Recognising the potential risk to TikTok’s 1,500 US employees, the judge presiding in the case has since set what Ryan calls “an aggressive briefing schedule”, calling the case for hearing at 9am local time on September 15.
“We’re encouraged that the court is moving so fast,” Ryan told Business Insider. “Judge Chhabria has not yet commented on the merits of the case, but the aggressive schedule that he set indicates that the court appreciates the urgency.”
Ryan feels confident that the case has merits in the eyes of the court, not least because he was joined by the Electronic Frontier Foundation (EFF), a digital civil liberties organisation, in the case via an amicus brief. The EFF’s amicus brief outlines their concerns that Trump’s executive order violates TikTok employees’ first amendment rights.
The Trump administration’s lawyers don’t feel the same.
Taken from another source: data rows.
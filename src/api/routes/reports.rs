//! Report Routes
//!
//! - GET /api/v1/reports - List saved reports (`?search=`)
//! - POST /api/v1/reports - Save a new report
//! - POST /api/v1/reports/preview - Run an unsaved definition
//! - GET /api/v1/reports/:id - Get a saved report
//! - PUT /api/v1/reports/:id - Update a saved report
//! - DELETE /api/v1/reports/:id - Delete a saved report
//! - POST /api/v1/reports/:id/run - Run a saved report
//! - GET /api/v1/reports/:id/export - Run a saved report and download CSV

use axum::{
    extract::{Path, Query, State},
    http::{header, StatusCode},
    response::{IntoResponse, Response},
    Json,
};
use std::sync::Arc;

use crate::api::dto::{PreviewRequest, ReportListParams, ReportListResponse};
use crate::api::error::ApiResult;
use crate::api::state::AppState;
use crate::report::{parse_filter_expression, ReportDefinition, ReportRun};

/// GET /api/v1/reports
pub async fn list_reports(
    State(state): State<Arc<AppState>>,
    Query(params): Query<ReportListParams>,
) -> Json<ReportListResponse> {
    let reports = state.reports.list(params.search.as_deref()).await;

    Json(ReportListResponse {
        total: reports.len(),
        reports,
    })
}

/// POST /api/v1/reports
pub async fn create_report(
    State(state): State<Arc<AppState>>,
    Json(definition): Json<ReportDefinition>,
) -> ApiResult<(StatusCode, Json<ReportDefinition>)> {
    let saved = state.reports.create(definition).await?;
    Ok((StatusCode::CREATED, Json(saved)))
}

/// GET /api/v1/reports/:id
pub async fn get_report(
    State(state): State<Arc<AppState>>,
    Path(id): Path<String>,
) -> ApiResult<Json<ReportDefinition>> {
    Ok(Json(state.reports.get(&id).await?))
}

/// PUT /api/v1/reports/:id
pub async fn update_report(
    State(state): State<Arc<AppState>>,
    Path(id): Path<String>,
    Json(definition): Json<ReportDefinition>,
) -> ApiResult<Json<ReportDefinition>> {
    Ok(Json(state.reports.update(&id, definition).await?))
}

/// DELETE /api/v1/reports/:id
pub async fn delete_report(
    State(state): State<Arc<AppState>>,
    Path(id): Path<String>,
) -> ApiResult<StatusCode> {
    state.reports.delete(&id).await?;
    Ok(StatusCode::NO_CONTENT)
}

/// POST /api/v1/reports/:id/run
pub async fn run_report(
    State(state): State<Arc<AppState>>,
    Path(id): Path<String>,
) -> ApiResult<Json<ReportRun>> {
    let run = state.reports.run(&id).await?;

    tracing::info!(
        report_id = %id,
        rows = run.len(),
        execution_time_ms = run.execution_time_ms,
        "Report run"
    );

    Ok(Json(run))
}

/// POST /api/v1/reports/preview
///
/// Accepts a report definition, optionally with a `filterExpression`
/// (e.g. `stage != 'Closed Lost' AND amount > 10000`) whose clauses are
/// appended to the definition's filters.
pub async fn preview_report(
    State(state): State<Arc<AppState>>,
    Json(req): Json<PreviewRequest>,
) -> ApiResult<Json<ReportRun>> {
    let mut definition = req.definition;
    if let Some(expr) = req.filter_expression.as_deref() {
        definition.filters.extend(parse_filter_expression(expr)?);
    }

    Ok(Json(state.reports.preview(&definition).await?))
}

/// GET /api/v1/reports/:id/export
pub async fn export_report(
    State(state): State<Arc<AppState>>,
    Path(id): Path<String>,
) -> ApiResult<Response> {
    let (definition, csv) = state.reports.export_csv(&id).await?;

    let disposition = format!("attachment; filename=\"{}.csv\"", file_stem(&definition.name));

    Ok((
        StatusCode::OK,
        [
            (header::CONTENT_TYPE, "text/csv".to_string()),
            (header::CONTENT_DISPOSITION, disposition),
        ],
        csv,
    )
        .into_response())
}

/// Report name reduced to a safe download file name
fn file_stem(name: &str) -> String {
    let stem: String = name
        .chars()
        .map(|c| if c.is_ascii_alphanumeric() { c.to_ascii_lowercase() } else { '-' })
        .collect::<String>()
        .split('-')
        .filter(|s| !s.is_empty())
        .collect::<Vec<_>>()
        .join("-");

    if stem.is_empty() {
        "report".to_string()
    } else {
        stem
    }
}

#[cfg(test)]
mod tests {
    use super::*;

    #[test]
    fn test_file_stem() {
        assert_eq!(file_stem("Sales Pipeline (Copy)"), "sales-pipeline-copy");
        assert_eq!(file_stem("***"), "report");
    }
}
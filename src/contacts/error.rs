//! Contact error types

use crate::store::{FieldErrors, StoreError};
use thiserror::Error;

/// Errors that can occur in contact operations
#[derive(Error, Debug)]
pub enum ContactError {
    /// Contact failed validation; messages keyed by field id
    #[error("Invalid contact: {}", summarize(.0))]
    Invalid(FieldErrors),

    /// Contact does not exist
    #[error("Contact not found: {0}")]
    NotFound(String),

    /// List query could not be understood
    #[error("Invalid query: {0}")]
    Query(String),

    /// CSV input could not be read
    #[error("Import error: {0}")]
    Import(String),

    /// Storage layer error
    #[error("Storage error: {0}")]
    Store(#[from] StoreError),
}

impl From<csv::Error> for ContactError {
    fn from(err: csv::Error) -> Self {
        ContactError::Import(err.to_string())
    }
}

fn summarize(errors: &FieldErrors) -> String {
    errors.values().cloned().collect::<Vec<_>>().join("; ")
}

/// Result type for contact operations
pub type ContactResult<T> = Result<T, ContactError>;

#[cfg(test)]
mod tests {
    use super::*;

    #[test]
    fn test_error_display() {
        let mut errors = FieldErrors::new();
        errors.insert("email".to_string(), "Invalid email address".to_string());
        assert_eq!(
            ContactError::Invalid(errors).to_string(),
            "Invalid contact: Invalid email address"
        );
        assert_eq!(
            ContactError::NotFound("42".to_string()).to_string(),
            "Contact not found: 42"
        );
    }
}
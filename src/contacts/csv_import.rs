//! CSV Import
//!
//! Reads contacts from CSV text. Columns are matched by header name
//! (case-insensitive, spaces and underscores ignored), so
//! `First Name`, `first_name` and `firstName` all map to the same field.
//! Tags are separated by `;` inside their cell.

use crate::contacts::error::ContactResult;
use crate::contacts::validation::validate_contact;
use crate::store::{ContactDraft, ContactStatus};

/// One row that could not be imported
#[derive(Debug, Clone, PartialEq, serde::Serialize)]
pub struct RowError {
    pub line: usize,
    pub message: String,
}

/// Outcome of parsing a CSV document
#[derive(Debug, Default)]
pub struct ParsedImport {
    /// Valid drafts, in file order
    pub drafts: Vec<ContactDraft>,
    pub errors: Vec<RowError>,
}

#[derive(Debug, Clone, Copy, PartialEq)]
enum Column {
    FirstName,
    LastName,
    Email,
    Phone,
    Company,
    Title,
    Status,
    Tags,
}

impl Column {
    fn from_header(header: &str) -> Option<Self> {
        let key: String = header
            .chars()
            .filter(|c| !c.is_whitespace() && *c != '_')
            .collect::<String>()
            .to_lowercase();

        match key.as_str() {
            "firstname" | "first" => Some(Self::FirstName),
            "lastname" | "last" | "surname" => Some(Self::LastName),
            "email" | "emailaddress" => Some(Self::Email),
            "phone" | "phonenumber" => Some(Self::Phone),
            "company" | "organization" => Some(Self::Company),
            "title" | "jobtitle" => Some(Self::Title),
            "status" => Some(Self::Status),
            "tags" => Some(Self::Tags),
            _ => None,
        }
    }
}

/// Parse CSV text into validated drafts
///
/// Rows that fail validation are reported with their line number and skipped;
/// they never abort the rest of the file.
pub fn parse_contacts_csv(data: &str) -> ContactResult<ParsedImport> {
    let mut reader = csv::ReaderBuilder::new()
        .has_headers(true)
        .flexible(true)
        .trim(csv::Trim::All)
        .from_reader(data.as_bytes());

    let columns: Vec<Option<Column>> = reader.headers()?.iter().map(Column::from_header).collect();

    let mut parsed = ParsedImport::default();

    for (idx, result) in reader.records().enumerate() {
        // Quoted cells may span lines, so row index and line number can differ
        let fallback = idx + 2;

        let (record, line) = match result {
            Ok(r) => {
                let line = r.position().map(|p| p.line() as usize).unwrap_or(fallback);
                (r, line)
            }
            Err(e) => {
                parsed.errors.push(RowError {
                    line: e.position().map(|p| p.line() as usize).unwrap_or(fallback),
                    message: e.to_string(),
                });
                continue;
            }
        };

        let mut draft = ContactDraft::default();
        let mut status_error = None;

        for (cell, column) in record.iter().zip(columns.iter()) {
            let Some(column) = column else { continue };
            match column {
                Column::FirstName => draft.first_name = cell.to_string(),
                Column::LastName => draft.last_name = cell.to_string(),
                Column::Email => draft.email = cell.to_string(),
                Column::Phone => draft.phone = cell.to_string(),
                Column::Company => draft.company = cell.to_string(),
                Column::Title => draft.title = cell.to_string(),
                Column::Status if cell.is_empty() => {}
                Column::Status => match ContactStatus::parse(cell) {
                    Some(status) => draft.status = status,
                    None => status_error = Some(format!("Unknown status '{}'", cell)),
                },
                Column::Tags => {
                    draft.tags = cell.split(';').map(|t| t.to_string()).collect();
                }
            }
        }

        let draft = draft.normalized();
        let mut problems: Vec<String> = validate_contact(&draft).into_values().collect();
        problems.extend(status_error);

        if problems.is_empty() {
            parsed.drafts.push(draft);
        } else {
            parsed.errors.push(RowError {
                line,
                message: problems.join("; "),
            });
        }
    }

    Ok(parsed)
}
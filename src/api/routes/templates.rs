//! Template Routes
//!
//! - GET /api/v1/templates - Built-in report templates
//! - POST /api/v1/templates/:id/instantiate - Unsaved copy of a template

use axum::{extract::Path, Json};
use chrono::Utc;

use crate::api::dto::TemplateListResponse;
use crate::api::error::ApiResult;
use crate::report::{templates, ReportDefinition};

/// GET /api/v1/templates
pub async fn list_templates() -> Json<TemplateListResponse> {
    Json(TemplateListResponse {
        templates: templates::templates(Utc::now()),
    })
}

/// POST /api/v1/templates/:id/instantiate
///
/// Returns the copy without saving it; clients save it through
/// `POST /api/v1/reports` once edited.
pub async fn instantiate_template(Path(id): Path<String>) -> ApiResult<Json<ReportDefinition>> {
    let definition = templates::instantiate(&id, Utc::now())?;
    tracing::debug!(template_id = %id, "Instantiated template");
    Ok(Json(definition))
}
In a 24-page response filed on September 10, the defendants in the case claim the application for a restraining order on the president’s decision should be denied.
“The United States Government has determined, based on years of accumulated experience and intelligence, that TikTok poses a direct threat to the privacy and security of US persons,” the response claims.
Ryan himself responded to that by telling the judge in a legal filing that “TikTok is an appealing political target for President Trump because he believes that the popular social media platform caused his campaign to embarrass itself over the expected attendance at his political rally in Tulsa, Oklahoma on June 20, 2020, and because many TikTok users use the platform to satirize the President.
“As a result, the US employees of TikTok and their families have been made pawns in a political spitting match between China and President Trump, who has decided to make ‘Tough on China’ a central theme of his re-election campaign.”
It’s possible, however, the White House could accept Oracle’s offer to become TikTok’s partner in the US and allow the app to keep operating.
The district court hearing will take place via Zoom on September 15.